World Journal of Pediatrics
- Discipline: Pediatrics
- Language: English
- Edited by: Zheng-Yan Zhao, Qiang Shu

Publication details
- History: Since 2005
- Publisher: Springer Science+Business Media on behalf of Children's Hospital, Zhejiang University School of Medicine
- Frequency: Monthly
- Open access: Hybrid
- Impact factor: 7.3 (2025)

Standard abbreviations
- ISO 4: World J. Pediatr.

Indexing
- CODEN: WJPOAG
- ISSN: 1708-8569 (print) 1867-0687 (web)
- OCLC no.: 1058288205

Links
- Journal homepage; Online archive;

= World Journal of Pediatrics =

The World Journal of Pediatrics is a monthly peer-reviewed medical journal covering clinical practice and research in pediatrics, including pediatric surgery, preventive healthcare, pharmacology, stomatology, and biomedicine, with a particular focus on internal medicine. It is published by Springer Science+Business Media on behalf of the Children’s Hospital, Zhejiang University School of Medicine and the editors-in-chief are Zheng-Yan Zhao and Qiang Shu (Children’s Hospital, Zhejiang University School of Medicine).

==History==
The journal was established in 2005 and initially published quarterly. It became bimonthly 2017 and monthly in 2022. In 2009, the journal began its cooperation with Springer for online publication.

==Notable articles==
The journal publishes one to two thematic issues annually, focusing on emerging and clinically relevant topics in pediatrics. Special issues have covered areas such as pediatric sleep health, severe acute hepatitis in children, pediatric COVID-19,, autoimmune and rheumatic diseases, and obesity and diabetes in children and adolescents. The journal also publishes pediatric clinical guidelines and expert consensus statements. In 2024, it published the Guidelines for the Diagnosis and Treatment of Neurally Mediated Syncope in Children and Adolescents (revised 2024), which was recognized among the China Top Seven Advances in Pediatrics of 2024 by the Chinese Pediatric Society of the Chinese Medical Association. According to the Web of Science, the 5 most cited articles published during 2021-2025 are:
- Asadi-Pooya, Ali A. (2021). "Long COVID in children and adolescents"
- Yan, Chao (2024). "Current status of Mycoplasma pneumoniae infection in China"
- Wang, Wei (2023). "Sepsis heterogeneity"
- Feng, Jing (2022). "Maternal smoking status during pregnancy and low birth weight in offspring: systematic review and meta-analysis of 55 cohort studies published from 1986 to 2020"
- Zhang, Qing-You (2021). "Similarities and differences between multiple inflammatory syndrome in children associated with COVID-19 and Kawasaki disease: clinical presentations, diagnosis, and treatment"

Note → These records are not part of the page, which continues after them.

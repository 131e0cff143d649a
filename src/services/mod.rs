pub mod api_client;
pub mod auth_service;
pub mod error;
pub mod storage;

pub use api_client::ApiClient;
pub use error::{ApiError, AuthError};
pub use storage::{LocalStorage, MemoryStorage, StorageBackend, StorageError};
/// Backend REST API base URL.
/// Configured at compile time:
/// - Development: http://localhost:3000 (default)
/// - Production: via BACKEND_URL env var (see build.rs / .env)
pub const BACKEND_URL: &str = match option_env!("BACKEND_URL") {
    Some(url) => url,
    None => "http://localhost:3000",
};

/// localStorage key for the persisted session blob.
pub const SESSION_STORAGE_KEY: &str = "medibook_session";

/// How long a transient toast stays on screen before auto-dismissing.
pub const TOAST_DURATION_MS: u32 = 3_000;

==Abstracting and indexing==
The journal is abstracted and indexed in:

- Chemical Abstracts Service
- EBSCO databases
- Embase
- Index Medicus/MEDLINE/PubMed
- Science Citation Index Expanded
- Scopus

According to the Journal Citation Reports, the journal has a 2025 impact factor of 7.3, ranking 4/190 in the category of Pediatrics.